■ **To do**:
Please reproduce each of the following entries exactly.

(Dataset entries)
//! The static achievement catalog.
//!
//! Achievements are a small, versioned table compiled into the binary.
//! They change with deploys, not user action, so there is no runtime
//! mutation path: the catalog is a `&'static` slice with lookup helpers.

use serde::{Deserialize, Serialize};
use ts_rs::TS;

use crate::enums::Polarity;

/// A catalog entry that votes can target.
#[derive(Debug, Clone, Copy, PartialEq, Eq)]
pub struct Achievement {
    /// Stable string identifier stored on vote rows.
    pub id: &'static str,
    /// Human-readable name shown to clients.
    pub display_name: &'static str,
    /// Whether received points count for or against the target.
    pub polarity: Polarity,
    /// Whether top-3 standing on this achievement awards bonus points.
    pub bonus_eligible: bool,
}

impl Achievement {
    /// Build the serializable projection used in API payloads and
    /// hub broadcasts.
    pub fn info(&self) -> AchievementInfo {
        AchievementInfo {
            id: self.id.to_owned(),
            display_name: self.display_name.to_owned(),
            polarity: self.polarity,
            bonus_eligible: self.bonus_eligible,
        }
    }
}

/// Serializable projection of an [`Achievement`] for wire payloads.
#[derive(Debug, Clone, PartialEq, Eq, Serialize, Deserialize, TS)]
#[ts(export, export_to = "bindings/")]
pub struct AchievementInfo {
    /// Stable string identifier.
    pub id: String,
    /// Human-readable name.
    pub display_name: String,
    /// Polarity of the achievement.
    pub polarity: Polarity,
    /// Whether top-3 standing awards bonus points.
    pub bonus_eligible: bool,
}

/// The compiled-in achievement table.
///
/// Identifiers must stay stable across deploys -- vote rows reference them
/// by string. Add new entries at the end; never reuse a retired id.
pub const CATALOG: &[Achievement] = &[
    Achievement {
        id: "mvp",
        display_name: "Most Valuable Player",
        polarity: Polarity::Positive,
        bonus_eligible: true,
    },
    Achievement {
        id: "clutch",
        display_name: "Clutch Moment",
        polarity: Polarity::Positive,
        bonus_eligible: true,
    },
    Achievement {
        id: "team_player",
        display_name: "Team Player",
        polarity: Polarity::Positive,
        bonus_eligible: true,
    },
    Achievement {
        id: "strategist",
        display_name: "Master Strategist",
        polarity: Polarity::Positive,
        bonus_eligible: true,
    },
    Achievement {
        id: "good_sport",
        display_name: "Good Sport",
        polarity: Polarity::Positive,
        bonus_eligible: false,
    },
    Achievement {
        id: "rage_quit",
        display_name: "Rage Quit",
        polarity: Polarity::Negative,
        bonus_eligible: false,
    },
    Achievement {
        id: "afk",
        display_name: "Away From Keyboard",
        polarity: Polarity::Negative,
        bonus_eligible: false,
    },
    Achievement {
        id: "friendly_fire",
        display_name: "Friendly Fire",
        polarity: Polarity::Negative,
        bonus_eligible: false,
    },
];

/// Look up an achievement by its stable identifier.
///
/// Returns `None` for unknown identifiers; callers translate that into
/// the `unknown_achievement` rejection.
pub fn find(id: &str) -> Option<&'static Achievement> {
    CATALOG.iter().find(|a| a.id == id)
}

/// All bonus-eligible achievements, in catalog order.
pub fn bonus_eligible() -> impl Iterator<Item = &'static Achievement> {
    CATALOG.iter().filter(|a| a.bonus_eligible)
}

#[cfg(test)]
mod tests {
    use super::*;

    #[test]
    fn find_known_id() {
        let mvp = find("mvp");
        assert!(mvp.is_some_and(|a| a.polarity == Polarity::Positive));
    }

    #[test]
    fn find_unknown_id_is_none() {
        assert!(find("does_not_exist").is_none());
    }

    #[test]
    fn catalog_ids_are_unique() {
        for (i, a) in CATALOG.iter().enumerate() {
            for b in CATALOG.iter().skip(i.saturating_add(1)) {
                assert_ne!(a.id, b.id, "duplicate catalog id {}", a.id);
            }
        }
    }

    #[test]
    fn bonus_eligible_entries_are_positive() {
        // Negative achievements never award podium bonuses.
        for a in bonus_eligible() {
            assert_eq!(a.polarity, Polarity::Positive);
        }
    }
}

■ **Exercise output**:
//! The static achievement catalog.
//!
//! Achievements are a small, versioned table compiled into the binary.
//! They change with deploys, not user action, so there is no runtime
//! mutation path: the catalog is a `&'static` slice with lookup helpers.

use serde::{Deserialize, Serialize};
use ts_rs::TS;

use crate::enums::Polarity;

/// A catalog entry that votes can target.
#[derive(Debug, Clone, Copy, PartialEq, Eq)]
pub struct Achievement {
    /// Stable string identifier stored on vote rows.
    pub id: &'static str,
    /// Human-readable name shown to clients.
    pub display_name: &'static str,
    /// Whether received points count for or against the target.
    pub polarity: Polarity,
    /// Whether top-3 standing on this achievement awards bonus points.
    pub bonus_eligible: bool,
}

impl Achievement {
    /// Build the serializable projection used in API payloads and
    /// hub broadcasts.
    pub fn info(&self) -> AchievementInfo {
        AchievementInfo {
            id: self.id.to_owned(),
            display_name: self.display_name.to_owned(),
            polarity: self.polarity,
            bonus_eligible: self.bonus_eligible,
        }
    }
}

/// Serializable projection of an [`Achievement`] for wire payloads.
#[derive(Debug, Clone, PartialEq, Eq, Serialize, Deserialize, TS)]
#[ts(export, export_to = "bindings/")]
pub struct AchievementInfo {
    /// Stable string identifier.
    pub id: String,
    /// Human-readable name.
    pub display_name: String,
    /// Polarity of the achievement.
    pub polarity: Polarity,
    /// Whether top-3 standing awards bonus points.
    pub bonus_eligible: bool,
}

/// The compiled-in achievement table.
///
/// Identifiers must stay stable across deploys -- vote rows reference them
/// by string. Add new entries at the end; never reuse a retired id.
pub const CATALOG: &[Achievement] = &[
    Achievement {
        id: "mvp",
        display_name: "Most Valuable Player",
        polarity: Polarity::Positive,
        bonus_eligible: true,
    },
    Achievement {
        id: "clutch",
        display_name: "Clutch Moment",
        polarity: Polarity::Positive,
        bonus_eligible: true,
    },
    Achievement {
        id: "team_player",
        display_name: "Team Player",
        polarity: Polarity::Positive,
        bonus_eligible: true,
    },
    Achievement {
        id: "strategist",
        display_name: "Master Strategist",
        polarity: Polarity::Positive,
        bonus_eligible: true,
    },
    Achievement {
        id: "good_sport",
        display_name: "Good Sport",
        polarity: Polarity::Positive,
        bonus_eligible: false,
    },
    Achievement {
        id: "rage_quit",
        display_name: "Rage Quit",
        polarity: Polarity::Negative,
        bonus_eligible: false,
    },
    Achievement {
        id: "afk",
        display_name: "Away From Keyboard",
        polarity: Polarity::Negative,
        bonus_eligible: false,
    },
    Achievement {
        id: "friendly_fire",
        display_name: "Friendly Fire",
        polarity: Polarity::Negative,
        bonus_eligible: false,
    },
];

/// Look up an achievement by its stable identifier.
///
/// Returns `None` for unknown identifiers; callers translate that into
/// the `unknown_achievement` rejection.
pub fn find(id: &str) -> Option<&'static Achievement> {
    CATALOG.iter().find(|a| a.id == id)
}

/// All bonus-eligible achievements, in catalog order.
pub fn bonus_eligible() -> impl Iterator<Item = &'static Achievement> {
    CATALOG.iter().filter(|a| a.bonus_eligible)
}

#[cfg(test)]
mod tests {
    use super::*;

    #[test]
    fn find_known_id() {
        let mvp = find("mvp");
        assert!(mvp.is_some_and(|a| a.polarity == Polarity::Positive));
    }

    #[test]
    fn find_unknown_id_is_none() {
        assert!(find("does_not_exist").is_none());
    }

    #[test]
    fn catalog_ids_are_unique() {
        for (i, a) in CATALOG.iter().enumerate() {
            for b in CATALOG.iter().skip(i.saturating_add(1)) {
                assert_ne!(a.id, b.id, "duplicate catalog id {}", a.id);
            }
        }
    }

    #[test]
    fn bonus_eligible_entries_are_positive() {
        // Negative achievements never award podium bonuses.
        for a in bonus_eligible() {
            assert_eq!(a.polarity, Polarity::Positive);
        }
    }
}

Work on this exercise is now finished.